▶ [Exercise directions] Present the lines below again, exactly as they stand.

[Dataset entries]
--------
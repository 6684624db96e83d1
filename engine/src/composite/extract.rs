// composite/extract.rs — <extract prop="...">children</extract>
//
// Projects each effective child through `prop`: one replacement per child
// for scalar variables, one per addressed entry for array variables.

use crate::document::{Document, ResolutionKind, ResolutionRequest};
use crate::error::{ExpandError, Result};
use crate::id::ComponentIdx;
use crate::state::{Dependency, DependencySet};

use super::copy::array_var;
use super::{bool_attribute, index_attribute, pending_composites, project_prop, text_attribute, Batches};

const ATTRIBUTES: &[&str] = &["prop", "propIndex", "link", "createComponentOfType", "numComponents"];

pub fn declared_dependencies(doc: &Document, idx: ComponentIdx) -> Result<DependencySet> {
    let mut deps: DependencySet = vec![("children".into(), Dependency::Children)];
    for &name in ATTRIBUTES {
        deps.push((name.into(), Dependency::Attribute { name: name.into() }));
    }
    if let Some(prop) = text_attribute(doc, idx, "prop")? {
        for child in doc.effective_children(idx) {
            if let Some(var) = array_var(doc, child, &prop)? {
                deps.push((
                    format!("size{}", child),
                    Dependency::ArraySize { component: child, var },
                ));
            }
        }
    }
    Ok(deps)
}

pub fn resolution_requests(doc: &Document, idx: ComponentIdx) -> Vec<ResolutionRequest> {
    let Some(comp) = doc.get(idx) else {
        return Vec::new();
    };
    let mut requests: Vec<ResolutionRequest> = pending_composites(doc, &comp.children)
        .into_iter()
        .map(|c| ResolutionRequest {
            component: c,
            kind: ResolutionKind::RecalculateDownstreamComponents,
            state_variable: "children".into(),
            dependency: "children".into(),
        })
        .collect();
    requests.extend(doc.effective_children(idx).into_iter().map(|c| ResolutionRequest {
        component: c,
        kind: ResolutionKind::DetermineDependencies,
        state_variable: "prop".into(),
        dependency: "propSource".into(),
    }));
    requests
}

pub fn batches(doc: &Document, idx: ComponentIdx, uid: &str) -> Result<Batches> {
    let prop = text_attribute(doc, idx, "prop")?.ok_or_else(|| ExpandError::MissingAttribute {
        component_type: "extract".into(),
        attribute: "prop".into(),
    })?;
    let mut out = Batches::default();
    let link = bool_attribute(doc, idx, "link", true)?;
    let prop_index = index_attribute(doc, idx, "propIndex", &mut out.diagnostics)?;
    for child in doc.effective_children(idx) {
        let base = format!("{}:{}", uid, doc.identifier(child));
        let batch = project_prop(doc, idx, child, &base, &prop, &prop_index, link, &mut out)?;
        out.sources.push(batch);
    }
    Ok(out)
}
--------
▶ [Reply to the exercise]
repository 6684624db96e83d1
filename engine/src/composite/extract.rs
// composite/extract.rs — <extract prop="...">children</extract>
//
// Projects each effective child through `prop`: one replacement per child
// for scalar variables, one per addressed entry for array variables.

use crate::document::{Document, ResolutionKind, ResolutionRequest};
use crate::error::{ExpandError, Result};
use crate::id::ComponentIdx;
use crate::state::{Dependency, DependencySet};

use super::copy::array_var;
use super::{bool_attribute, index_attribute, pending_composites, project_prop, text_attribute, Batches};

const ATTRIBUTES: &[&str] = &["prop", "propIndex", "link", "createComponentOfType", "numComponents"];

pub fn declared_dependencies(doc: &Document, idx: ComponentIdx) -> Result<DependencySet> {
    let mut deps: DependencySet = vec![("children".into(), Dependency::Children)];
    for &name in ATTRIBUTES {
        deps.push((name.into(), Dependency::Attribute { name: name.into() }));
    }
    if let Some(prop) = text_attribute(doc, idx, "prop")? {
        for child in doc.effective_children(idx) {
            if let Some(var) = array_var(doc, child, &prop)? {
                deps.push((
                    format!("size{}", child),
                    Dependency::ArraySize { component: child, var },
                ));
            }
        }
    }
    Ok(deps)
}

pub fn resolution_requests(doc: &Document, idx: ComponentIdx) -> Vec<ResolutionRequest> {
    let Some(comp) = doc.get(idx) else {
        return Vec::new();
    };
    let mut requests: Vec<ResolutionRequest> = pending_composites(doc, &comp.children)
        .into_iter()
        .map(|c| ResolutionRequest {
            component: c,
            kind: ResolutionKind::RecalculateDownstreamComponents,
            state_variable: "children".into(),
            dependency: "children".into(),
        })
        .collect();
    requests.extend(doc.effective_children(idx).into_iter().map(|c| ResolutionRequest {
        component: c,
        kind: ResolutionKind::DetermineDependencies,
        state_variable: "prop".into(),
        dependency: "propSource".into(),
    }));
    requests
}

pub fn batches(doc: &Document, idx: ComponentIdx, uid: &str) -> Result<Batches> {
    let prop = text_attribute(doc, idx, "prop")?.ok_or_else(|| ExpandError::MissingAttribute {
        component_type: "extract".into(),
        attribute: "prop".into(),
    })?;
    let mut out = Batches::default();
    let link = bool_attribute(doc, idx, "link", true)?;
    let prop_index = index_attribute(doc, idx, "propIndex", &mut out.diagnostics)?;
    for child in doc.effective_children(idx) {
        let base = format!("{}:{}", uid, doc.identifier(child));
        let batch = project_prop(doc, idx, child, &base, &prop, &prop_index, link, &mut out)?;
        out.sources.push(batch);
    }
    Ok(out)
}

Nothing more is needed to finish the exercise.